Die Schadensersatzklage der Klägerin war erfolgreich. Das Oberlandesgericht Hamm sprach der Klägerin für die erlittenen Verletzungen ein Schmerzensgeld in Höhe von 3.000 Euro zu. Die Beklagte hafte wegen der Verletzung einer ihr obliegenden Verkehrssicherungspflicht. Wer aus Gefälligkeit Hunde ausführe, müsse die Tiere so halten, dass von den Hunden keine Gefahr für Leben und/oder Gesundheit von Menschen ausgehe, denen sie beim Ausführen begegneten.

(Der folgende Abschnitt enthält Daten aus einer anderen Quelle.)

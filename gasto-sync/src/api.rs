//! Remote submission endpoint client.
//!
//! [`SubmissionBackend`] is the seam the queue processor and coordinator
//! drive; [`ApiClient`] is the real multipart/HTTP implementation and test
//! doubles stand in everywhere else. Errors carry a coarse classification
//! so callers can tell an expired credential from a flaky network, but every
//! class follows the same enqueue-and-retry path.

use std::time::Duration;

use anyhow::{bail, Context, Result};
use async_trait::async_trait;
use chrono::{DateTime, Utc};
use gasto_core::{Card, Destination, QueuedSubmission, RemoteAck, SubmissionStatus, User};
use reqwest::multipart::{Form, Part};
use reqwest::StatusCode;
use serde::Deserialize;
use thiserror::Error;

/// Per-call budget; a timed-out attempt counts as any other failure.
pub const REQUEST_TIMEOUT: Duration = Duration::from_secs(30);

#[derive(Debug, Error)]
pub enum ApiError {
    /// 401/403: credentials expired or missing. Retries keep failing until
    /// the surrounding app refreshes the token, but the data is never lost.
    #[error("unauthorized: {0}")]
    Unauthorized(String),
    /// 400/422 or an explicit refusal in the response body.
    #[error("rejected: {0}")]
    Rejected(String),
    /// Timeout, connection failure, 5xx. Worth retrying as-is.
    #[error("transient: {0}")]
    Transient(String),
}

impl From<reqwest::Error> for ApiError {
    fn from(err: reqwest::Error) -> Self {
        ApiError::Transient(err.to_string())
    }
}

fn classify_status(status: StatusCode, body: &str) -> ApiError {
    let snippet: String = body.trim().chars().take(200).collect();
    let message = if snippet.is_empty() {
        format!("HTTP {status}")
    } else {
        format!("HTTP {status}: {snippet}")
    };
    match status.as_u16() {
        401 | 403 => ApiError::Unauthorized(message),
        400 | 422 => ApiError::Rejected(message),
        _ => ApiError::Transient(message),
    }
}

/// One delivery attempt for a queued submission.
#[async_trait]
pub trait SubmissionBackend: Send + Sync {
    async fn submit(&self, submission: &QueuedSubmission) -> Result<RemoteAck, ApiError>;
}

#[derive(Debug, Clone)]
pub struct ApiClient {
    http: reqwest::Client,
    base_url: String,
    token: Option<String>,
}

impl ApiClient {
    pub fn new(base_url: impl Into<String>) -> Result<Self> {
        let http = reqwest::Client::builder()
            .timeout(REQUEST_TIMEOUT)
            .build()
            .context("build http client")?;
        Ok(Self {
            http,
            base_url: base_url.into().trim_end_matches('/').to_string(),
            token: None,
        })
    }

    pub fn with_token(mut self, token: impl Into<String>) -> Self {
        self.token = Some(token.into());
        self
    }

    fn authorized(&self, req: reqwest::RequestBuilder) -> reqwest::RequestBuilder {
        match &self.token {
            Some(token) => req.bearer_auth(token),
            None => req,
        }
    }

    /// Registry pull with viewer-role tolerance: a missing endpoint or an
    /// unauthorized caller degrades to an empty list instead of failing.
    async fn fetch_registry<T: serde::de::DeserializeOwned>(&self, path: &str) -> Result<Vec<T>> {
        #[derive(Deserialize)]
        #[serde(bound(deserialize = "T: serde::de::DeserializeOwned"))]
        struct Envelope<T> {
            success: bool,
            #[serde(default)]
            data: Vec<T>,
        }

        let url = format!("{}{}", self.base_url, path);
        let resp = self
            .authorized(self.http.get(&url))
            .send()
            .await
            .with_context(|| format!("GET {url}"))?;

        let status = resp.status();
        if matches!(status.as_u16(), 401 | 403 | 404) {
            tracing::warn!("{} returned HTTP {}, using an empty registry", path, status);
            return Ok(Vec::new());
        }
        if !status.is_success() {
            let txt = resp.text().await.unwrap_or_default();
            bail!("GET {url}: HTTP {status} {txt}");
        }

        let envelope: Envelope<T> = resp
            .json()
            .await
            .with_context(|| format!("parse {path} response"))?;
        if !envelope.success {
            tracing::warn!("{} reported failure, using an empty registry", path);
            return Ok(Vec::new());
        }
        Ok(envelope.data)
    }

    pub async fn fetch_cards(&self) -> Result<Vec<Card>> {
        #[derive(Deserialize)]
        #[serde(rename_all = "camelCase")]
        struct Entry {
            id: String,
            name: String,
            owner: Option<String>,
            #[serde(default)]
            is_default: bool,
        }

        let entries: Vec<Entry> = self.fetch_registry("/api/cards").await?;
        Ok(entries
            .into_iter()
            .map(|entry| Card {
                id: entry.id,
                name: entry.name,
                owner: entry.owner,
                is_default: entry.is_default,
            })
            .collect())
    }

    pub async fn fetch_users(&self) -> Result<Vec<User>> {
        #[derive(Deserialize)]
        struct Entry {
            id: String,
            name: String,
            email: Option<String>,
        }

        let entries: Vec<Entry> = self.fetch_registry("/api/users").await?;
        Ok(entries
            .into_iter()
            .map(|entry| User {
                id: entry.id,
                name: entry.name,
                email: entry.email,
            })
            .collect())
    }

    pub async fn fetch_destinations(&self) -> Result<Vec<Destination>> {
        #[derive(Deserialize)]
        struct Entry {
            id: String,
            name: String,
            active: Option<bool>,
        }

        let entries: Vec<Entry> = self.fetch_registry("/api/destinations").await?;
        Ok(entries
            .into_iter()
            .map(|entry| Destination {
                id: entry.id,
                name: entry.name,
                active: entry.active.unwrap_or(true),
            })
            .collect())
    }
}

#[async_trait]
impl SubmissionBackend for ApiClient {
    async fn submit(&self, submission: &QueuedSubmission) -> Result<RemoteAck, ApiError> {
        let mut form = Form::new();

        if let Some(audio) = &submission.audio {
            let bytes = tokio::fs::read(&audio.path).await.map_err(|err| {
                ApiError::Rejected(format!("read audio {}: {err}", audio.path.display()))
            })?;
            let part = Part::bytes(bytes)
                .file_name(audio.file_name.clone())
                .mime_str(&audio.mime_type)
                .map_err(|err| ApiError::Rejected(format!("audio mime type: {err}")))?;
            form = form.part("audio", part);
        }
        if let Some(text) = &submission.text {
            form = form.text("text", text.clone());
        }
        // An empty card id is omitted: the backend infers the card from
        // content. The submitter is never sent; it comes from the token.
        if !submission.card_id.is_empty() {
            form = form.text("cardId", submission.card_id.clone());
        }
        for (i, dest) in submission.destinations.iter().enumerate() {
            form = form.text(format!("selectedDestinations[{i}]"), dest.clone());
        }
        if let Some(latitude) = submission.latitude {
            form = form.text("latitude", latitude.to_string());
        }
        if let Some(longitude) = submission.longitude {
            form = form.text("longitude", longitude.to_string());
        }
        form = form.text("date", submission.timestamp.to_rfc3339());
        let is_draft = submission.status == SubmissionStatus::Draft;
        form = form.text("isDraft", if is_draft { "true" } else { "false" });

        let url = format!("{}/api/external/drafts", self.base_url);
        let resp = self
            .authorized(self.http.post(&url))
            .multipart(form)
            .send()
            .await?;

        let status = resp.status();
        let body = resp.text().await.unwrap_or_default();
        if !status.is_success() {
            return Err(classify_status(status, &body));
        }

        #[derive(Deserialize)]
        struct Envelope {
            success: bool,
            message: Option<String>,
            draft: Option<DraftBody>,
        }

        #[derive(Deserialize)]
        #[serde(rename_all = "camelCase")]
        struct DraftBody {
            id: String,
            description: Option<String>,
            amount: Option<f64>,
            card_id: Option<String>,
            user_id: Option<String>,
            created_at: Option<DateTime<Utc>>,
        }

        let envelope: Envelope = serde_json::from_str(&body)
            .map_err(|err| ApiError::Transient(format!("malformed response: {err}")))?;
        if !envelope.success {
            return Err(ApiError::Rejected(
                envelope
                    .message
                    .unwrap_or_else(|| "submission refused".to_string()),
            ));
        }
        let draft = envelope
            .draft
            .ok_or_else(|| ApiError::Transient("response carried no draft".to_string()))?;

        Ok(RemoteAck {
            id: draft.id,
            description: draft
                .description
                .unwrap_or_else(|| submission.description.clone()),
            amount: draft.amount.or(submission.amount),
            card_id: draft.card_id,
            user_id: draft.user_id,
            timestamp: draft.created_at,
        })
    }
}

#[cfg(test)]
mod tests {
    use super::*;

    #[test]
    fn test_status_classification() {
        assert!(matches!(
            classify_status(StatusCode::UNAUTHORIZED, ""),
            ApiError::Unauthorized(_)
        ));
        assert!(matches!(
            classify_status(StatusCode::FORBIDDEN, "viewer role"),
            ApiError::Unauthorized(_)
        ));
        assert!(matches!(
            classify_status(StatusCode::BAD_REQUEST, "missing text"),
            ApiError::Rejected(_)
        ));
        assert!(matches!(
            classify_status(StatusCode::UNPROCESSABLE_ENTITY, ""),
            ApiError::Rejected(_)
        ));
        assert!(matches!(
            classify_status(StatusCode::INTERNAL_SERVER_ERROR, ""),
            ApiError::Transient(_)
        ));
        assert!(matches!(
            classify_status(StatusCode::REQUEST_TIMEOUT, ""),
            ApiError::Transient(_)
        ));
    }

    #[test]
    fn test_error_messages_keep_body_snippet() {
        let err = classify_status(StatusCode::BAD_REQUEST, "  card not found  ");
        assert_eq!(err.to_string(), "rejected: HTTP 400 Bad Request: card not found");
    }

    #[test]
    fn test_base_url_trailing_slash_trimmed() {
        let client = ApiClient::new("https://gasto.example/").unwrap();
        assert_eq!(client.base_url, "https://gasto.example");
    }
}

Mit Blick auf den Hund Cane Corso habe die Beklagte zwar der im Landeshundegesetz Nordrhein-Westfalen geregelten Leinenpflicht (20/40 Regelung)genügt. Die Beklagte habe aber den Cane Corso aber dennoch nicht so gehalten bzw. geführt, dass er nicht von sich aus die Klägerin habe anspringen und verletzen können. Die Auffassung der Beklagten, es müsse ausreichend sein, den Hund anzuleinen und eng bei sich zu führen, teilte das Gericht nicht. Vielmehr wäre die Beklagte verpflichtet gewesen, ein Hoch-oder Anspringenspringen des Hundes durch einen entsprechend sicheren Griff beim Passieren eines fremden Menschen von vornherein zu verhindern. Erschwerend kam hinzu, das ihr – wie sie selbst eingeräumt habe – bekannt gewesen sei, dass der Hund zum „Schmusen“ schon einmal an Personen hochzuspringen und ihnen die Pfoten auf die Schultern zu legen pflegte. (Köstlich, wer die Rasse des Cane Corso kennt, ahnt was es bedeutet, von einem solchen Hund  „beschmust“ zu werden, vor allem wenn man den Hund nicht kennt ) Dass die Beklagte kummulativ zwei weitere Hunde an Leinen geführt habe, entlaste sie nicht. Eine derartige „Mehrhunde-oder Rudelführung“ sei hier zwar nicht verboten gewesen, führe aber eindeutig zu einer Steigerung des Gefährdungspotential für Dritte und müsse daher die an den Hundeführer zu stellenden Sorgfaltsanforderungen erhöhen.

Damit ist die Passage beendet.